Healthy Balance Sheet: The company is committed to its investment-grade ratings and maintaining a strong balance sheet. Its 2.5x net leverage target positions the issuer fairly well at the IDR, alongside its competitive position and stable business model. EBITDA leverage was in the mid-2.0x range at YE 2024, consistent with the past couple of years, while EBITDAR leverage was in the mid-3.0x range. This is below the high-2.0x debt/EBITDA level it operated at following the 2020 Sprint merger.
EBITDA leverage could remain in the mid-2.0x range over the next few years, despite increased shareholder returns and business investments. Fitch also reviews leverage based on the (CFO less capex)/debt ratio, projected to be more than 20% in the near term, compared with 10% or lower from 2020-2022.

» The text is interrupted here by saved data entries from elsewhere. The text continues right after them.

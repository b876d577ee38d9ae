//! Per-account session state machine.
//!
//! ```text
//! Uninitialized -> Initializing -> WaitingPairing -> Connected
//!                               \-----------------> Connected
//! Connected -> Disconnected (transient close, reconnect scheduled)
//! any       -> LoggedOut    (terminal)
//! ```
//!
//! The machine is pure: it turns transport events into [`Action`]s and
//! leaves every side effect to the session driver.

use bulkwa_common::{SessionRecord, SessionStatus};

use crate::{
    auth::Credentials,
    transport::{DisconnectKind, TransportEvent},
};

/// Side effect requested by the state machine.
#[derive(Debug, Clone, PartialEq)]
pub enum Action {
    Persist(SessionRecord),
    PersistCredentials(Credentials),
    /// The connection opened; the pairing attempt is over.
    Established,
    /// Reopen the session after the reconnect delay.
    Reconnect(DisconnectKind),
    /// Tear the session down for good.
    Terminate,
}

/// Observable state of one session, broadcast to waiters.
#[derive(Debug, Clone, PartialEq, Eq)]
pub struct SessionSnapshot {
    pub status: SessionStatus,
    pub pairing_code: Option<String>,
    pub identity: Option<String>,
    pub display_name: Option<String>,
}

impl SessionSnapshot {
    pub fn is_connected(&self) -> bool {
        self.status == SessionStatus::Connected
    }
}

#[derive(Debug, Clone)]
pub struct SessionMachine {
    account_id: String,
    status: SessionStatus,
    pairing_code: Option<String>,
    identity: Option<String>,
    display_name: Option<String>,
}

impl SessionMachine {
    pub fn new(account_id: impl Into<String>) -> Self {
        Self {
            account_id: account_id.into(),
            status: SessionStatus::Uninitialized,
            pairing_code: None,
            identity: None,
            display_name: None,
        }
    }

    pub fn status(&self) -> SessionStatus {
        self.status
    }

    /// Start a (re)connection attempt.
    pub fn begin(&mut self) -> SessionRecord {
        self.status = SessionStatus::Initializing;
        self.pairing_code = None;
        self.identity = None;
        self.display_name = None;
        self.record()
    }

    pub fn handle(&mut self, event: TransportEvent) -> Vec<Action> {
        if self.status == SessionStatus::LoggedOut {
            return Vec::new();
        }
        match event {
            TransportEvent::PairingCode(code) => {
                self.status = SessionStatus::WaitingPairing;
                self.pairing_code = Some(code);
                self.identity = None;
                vec![Action::Persist(self.record())]
            },
            TransportEvent::Open {
                identity,
                display_name,
            } => {
                self.status = SessionStatus::Connected;
                self.pairing_code = None;
                self.identity = Some(identity);
                self.display_name = display_name;
                vec![Action::Persist(self.record()), Action::Established]
            },
            TransportEvent::Close(reason) => {
                self.pairing_code = None;
                self.identity = None;
                self.display_name = None;
                match reason.kind() {
                    DisconnectKind::LoggedOut => {
                        self.status = SessionStatus::LoggedOut;
                        vec![Action::Persist(self.record()), Action::Terminate]
                    },
                    kind => {
                        self.status = SessionStatus::Disconnected;
                        vec![Action::Persist(self.record()), Action::Reconnect(kind)]
                    },
                }
            },
            TransportEvent::CredentialsUpdated(delta) => {
                vec![Action::PersistCredentials(delta)]
            },
        }
    }

    pub fn snapshot(&self) -> SessionSnapshot {
        SessionSnapshot {
            status: self.status,
            pairing_code: self.pairing_code.clone(),
            identity: self.identity.clone(),
            display_name: self.display_name.clone(),
        }
    }

    pub fn record(&self) -> SessionRecord {
        let id = self.account_id.as_str();
        match self.status {
            SessionStatus::Uninitialized => SessionRecord::uninitialized(id),
            SessionStatus::Initializing => SessionRecord::initializing(id),
            SessionStatus::WaitingPairing => {
                SessionRecord::waiting_pairing(id, self.pairing_code.clone().unwrap_or_default())
            },
            SessionStatus::Connected => {
                SessionRecord::connected(id, self.identity.clone().unwrap_or_default())
            },
            SessionStatus::Disconnected => SessionRecord::disconnected(id),
            SessionStatus::LoggedOut => SessionRecord::logged_out(id),
        }
    }
}

#[cfg(test)]
mod tests {
    use {super::*, crate::transport::CloseReason};

    fn statuses(actions: &[Action]) -> Vec<SessionStatus> {
        actions
            .iter()
            .filter_map(|a| match a {
                Action::Persist(r) => Some(r.status()),
                _ => None,
            })
            .collect()
    }

    #[test]
    fn pairing_then_open() {
        let mut m = SessionMachine::new("acct");
        assert_eq!(m.begin().status(), SessionStatus::Initializing);

        let actions = m.handle(TransportEvent::PairingCode("2@qr".into()));
        assert_eq!(statuses(&actions), vec![SessionStatus::WaitingPairing]);
        assert_eq!(m.snapshot().pairing_code.as_deref(), Some("2@qr"));

        let actions = m.handle(TransportEvent::Open {
            identity: "15551234567".into(),
            display_name: Some("Shop".into()),
        });
        assert_eq!(statuses(&actions), vec![SessionStatus::Connected]);
        assert!(actions.contains(&Action::Established));
        let snap = m.snapshot();
        assert!(snap.pairing_code.is_none());
        assert_eq!(snap.identity.as_deref(), Some("15551234567"));
    }

    #[test]
    fn logout_is_terminal() {
        let mut m = SessionMachine::new("acct");
        m.begin();
        let actions = m.handle(TransportEvent::Close(CloseReason::logged_out()));
        assert_eq!(statuses(&actions), vec![SessionStatus::LoggedOut]);
        assert_eq!(actions.last(), Some(&Action::Terminate));

        assert!(m.handle(TransportEvent::PairingCode("x".into())).is_empty());
        assert_eq!(m.status(), SessionStatus::LoggedOut);
    }

    #[test]
    fn other_closes_reconnect() {
        let mut m = SessionMachine::new("acct");
        m.begin();
        m.handle(TransportEvent::Open {
            identity: "1555".into(),
            display_name: None,
        });

        let actions = m.handle(TransportEvent::Close(CloseReason::new(Some(405), "bad version")));
        assert_eq!(statuses(&actions), vec![SessionStatus::Disconnected]);
        assert_eq!(
            actions.last(),
            Some(&Action::Reconnect(DisconnectKind::VersionMismatch))
        );

        m.begin();
        let actions = m.handle(TransportEvent::Close(CloseReason::transient("reset")));
        assert_eq!(
            actions.last(),
            Some(&Action::Reconnect(DisconnectKind::Transient))
        );
    }

    #[test]
    fn credentials_only_persist() {
        let mut m = SessionMachine::new("acct");
        m.begin();
        let actions = m.handle(TransportEvent::CredentialsUpdated(Credentials::new()));
        assert_eq!(actions, vec![Action::PersistCredentials(Credentials::new())]);
        assert_eq!(m.status(), SessionStatus::Initializing);
    }
}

Leading 5G Network, Scaling Broadband: T-Mobile's solid 5G positioning is expected to drive earnings growth over the next several years. Its 5G network covers more than 330 million people, or nearly the entire U.S. population. Since mid-2020, T-Mobile gained considerable traction, adding more than 530,000 postpaid net phone subscribers quarterly (nearly 1.8 million net adds in 2H24). It has expanded its FWA offerings to 6.4 million customers as of YE 2024, compared with roughly 650,000 at YE 2021. T-Mobile aims to nearly double this subscriber base to 12 million FWA subscribers by YE 2028.
Balanced Capital Allocation: Fitch expects a balanced capital allocation within the context of its leverage targets, with excess cash invested in its business and returned to shareholders. T-Mobile materially increased its shareholder returns in the past two years and expects to spend up to $50 billion from Sept-2024 through YE 2027, a substantial rise from just $3.0 billion in 2022. T-Mobile is also materially increasing its inorganic spending, and plans to spend approximately $10.5 billion on announced acquisitions and joint ventures in 2025, which includes UScellular, Metronet, Lumos and Vistar deals.
Competitive Wireless Environment: The U.S. wireless market remains very competitive, but T-Mobile is firmly positioned as one of the three leading providers. Its strong spectrum position and high levels of capex create high barriers to entry for new competitors. The entry of cable companies into wireless services has intensified competition. Comcast Corp. (A-/Stable) and Charter Communications, Inc. (BB+/Stable) together have more than 17 million wireless subscribers, compared with 10.6 million as of YE 2022.
Parent-Subsidiary Linkage (PSL): Fitch applies PSL linkage between T-Mobile and its controlling shareholder Deutsche Telekom AG (DT; BBB+/Stable), but believes T-Mobile's standalone credit profile (SCP) is the same as its parent at 'BBB+'. T-Mobile contributes nearly two-thirds of DT's consolidated earnings. DT consolidates T-Mobile's financials, has voting control over approximately 58% of outstanding shares, and holds $1.5 billion of T-Mobile USA-issued debt maturing 2028. Fitch equalizes the IDRs for rated T-Mobile and Sprint entities due to strong legal, operational and strategic ties.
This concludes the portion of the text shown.